II. Le jugement est confirmé.
III. La requête d’assistance judiciaire est rejetée.
IV. Les frais de deuxième instance, arrêtés à 600 fr. (six cents francs), sont mis à la charge de l’appelant A.D.________.
V. L’arrêt est exécutoire.
Le président : La greffière :
Du
Le présent arrêt, dont le dispositif a été communiqué par écrit aux intéressés le 19 juillet 2019, est notifié en expédition complète à :
‑ Me Renaud Lattion (pour A.D.________),
‑ Me Franck-Olivier Karlen (pour B.D.________),
et communiqué, par l'envoi de photocopies, à :
‑ M. le Président du Tribunal d’arrondissement de La Broye et du Nord vaudois,
- l’enfant mineur D.D.________, qui est âgé de plus de 14 ans (art. 301 let. b CPC)
- Service de protection de la jeunesse, à Renens,
- Office pour la protection de l’enfant, à Sion.

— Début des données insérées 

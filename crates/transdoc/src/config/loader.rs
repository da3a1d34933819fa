use std::path::{Path, PathBuf};

use crate::config::schema::{ClientConfig, MAX_POLL_INTERVAL_SECS, MIN_POLL_INTERVAL_SECS};
use crate::error::ConfigError;

const SCHEMA_JSON: &str = include_str!("../../schema/client-config-v1.json");

pub const ENV_API_URL: &str = "TRANSDOC_API_URL";
pub const ENV_POLL_INTERVAL: &str = "TRANSDOC_POLL_INTERVAL_SECS";
pub const ENV_TOKEN_FILE: &str = "TRANSDOC_TOKEN_FILE";
pub const ENV_LOG_LEVEL: &str = "TRANSDOC_LOG_LEVEL";

#[derive(Debug, Clone, Copy, PartialEq, Eq)]
pub enum ConfigFormat {
    Json,
    Yaml,
}

impl ConfigFormat {
    pub fn from_path(path: &Path) -> Self {
        match path.extension().and_then(|e| e.to_str()) {
            Some(ext) if ext.eq_ignore_ascii_case("yaml") || ext.eq_ignore_ascii_case("yml") => {
                ConfigFormat::Yaml
            }
            _ => ConfigFormat::Json,
        }
    }
}

/// Loads a config file, applies environment overrides and validates it.
pub fn load_config<P: AsRef<Path>>(path: P) -> Result<ClientConfig, ConfigError> {
    let path = path.as_ref();
    let content = std::fs::read_to_string(path).map_err(|e| ConfigError::ReadFile {
        path: path.to_path_buf(),
        source: e,
    })?;

    let mut config = parse_config(&content, ConfigFormat::from_path(path))?;
    apply_env_overrides(&mut config)?;
    validate_config(&config)?;

    Ok(config)
}

/// Parses and validates config text without consulting the environment.
pub fn load_config_from_str(content: &str, format: ConfigFormat) -> Result<ClientConfig, ConfigError> {
    let config = parse_config(content, format)?;
    validate_config(&config)?;
    Ok(config)
}

/// Defaults plus environment overrides, for running without a config file.
pub fn config_from_env() -> Result<ClientConfig, ConfigError> {
    let mut config = ClientConfig::default();
    apply_env_overrides(&mut config)?;
    validate_config(&config)?;
    Ok(config)
}

fn parse_config(content: &str, format: ConfigFormat) -> Result<ClientConfig, ConfigError> {
    let json_value: serde_json::Value = match format {
        ConfigFormat::Json => serde_json::from_str(content)?,
        ConfigFormat::Yaml => serde_yaml::from_str(content)?,
    };

    validate_schema(&json_value)?;

    let config: ClientConfig = serde_json::from_value(json_value)?;
    Ok(config)
}

fn validate_schema(json_value: &serde_json::Value) -> Result<(), ConfigError> {
    let schema: serde_json::Value =
        serde_json::from_str(SCHEMA_JSON).map_err(|e| ConfigError::Validation {
            message: format!("Invalid embedded schema JSON: {}", e),
        })?;

    let validator = jsonschema::validator_for(&schema).map_err(|e| ConfigError::Validation {
        message: format!("Failed to compile JSON schema: {}", e),
    })?;

    let error_messages: Vec<String> = validator
        .iter_errors(json_value)
        .map(|e| e.to_string())
        .collect();
    if !error_messages.is_empty() {
        return Err(ConfigError::SchemaValidation {
            errors: error_messages.join("; "),
        });
    }

    Ok(())
}

/// Overrides config fields from `TRANSDOC_*` environment variables.
pub fn apply_env_overrides(config: &mut ClientConfig) -> Result<(), ConfigError> {
    if let Some(url) = env_value(ENV_API_URL) {
        config.api_base_url = url;
    }
    if let Some(raw) = env_value(ENV_POLL_INTERVAL) {
        config.poll_interval_secs = raw.parse().map_err(|_| ConfigError::Validation {
            message: format!("{} must be a whole number of seconds, got '{}'", ENV_POLL_INTERVAL, raw),
        })?;
    }
    if let Some(path) = env_value(ENV_TOKEN_FILE) {
        config.token_file = Some(PathBuf::from(path));
    }
    if let Some(level) = env_value(ENV_LOG_LEVEL) {
        config.logging.level = level;
    }
    Ok(())
}

fn env_value(name: &str) -> Option<String> {
    std::env::var(name)
        .ok()
        .map(|v| v.trim().to_string())
        .filter(|v| !v.is_empty())
}

pub fn validate_config(config: &ClientConfig) -> Result<(), ConfigError> {
    let url = reqwest::Url::parse(&config.api_base_url).map_err(|e| ConfigError::Validation {
        message: format!("Invalid apiBaseUrl '{}': {}", config.api_base_url, e),
    })?;
    if !matches!(url.scheme(), "http" | "https") {
        return Err(ConfigError::Validation {
            message: format!("apiBaseUrl must use http or https, got '{}'", url.scheme()),
        });
    }

    if !(MIN_POLL_INTERVAL_SECS..=MAX_POLL_INTERVAL_SECS).contains(&config.poll_interval_secs) {
        return Err(ConfigError::Validation {
            message: format!(
                "pollIntervalSecs must be between {} and {}, got {}",
                MIN_POLL_INTERVAL_SECS, MAX_POLL_INTERVAL_SECS, config.poll_interval_secs
            ),
        });
    }

    for (name, value) in [
        ("connectTimeoutSecs", config.connect_timeout_secs),
        ("requestTimeoutSecs", config.request_timeout_secs),
        ("uploadTimeoutSecs", config.upload_timeout_secs),
    ] {
        if value == 0 {
            return Err(ConfigError::Validation {
                message: format!("{} must be greater than 0", name),
            });
        }
    }

    if config.event_capacity == 0 {
        return Err(ConfigError::Validation {
            message: "eventCapacity must be greater than 0".to_string(),
        });
    }

    if let Err(e) = tracing_subscriber::EnvFilter::try_new(&config.logging.level) {
        return Err(ConfigError::Validation {
            message: format!("Invalid logging level '{}': {}", config.logging.level, e),
        });
    }

    Ok(())
}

La Cour d’appel civile considère que la valeur litigieuse est supérieure à 30'000 francs.
Le présent arrêt peut faire l'objet d'un recours en matière civile devant le Tribunal fédéral au sens des art. 72 ss LTF (loi du 17 juin 2005 sur le Tribunal fédéral ; RS 173.110), le cas échéant d'un recours constitutionnel subsidiaire au sens des art. 113 ss LTF. Dans les affaires pécuniaires, le recours en matière civile n'est recevable que si la valeur litigieuse s'élève au moins à 15'000 fr. en matière de droit du travail et de droit du bail à loyer, à 30'000 fr. dans les autres cas, à moins que la contestation ne soulève une question juridique de principe (art. 74 LTF). Ces recours doivent être déposés devant le Tribunal fédéral dans les trente jours qui suivent la présente notification (art. 100 al. 1 LTF).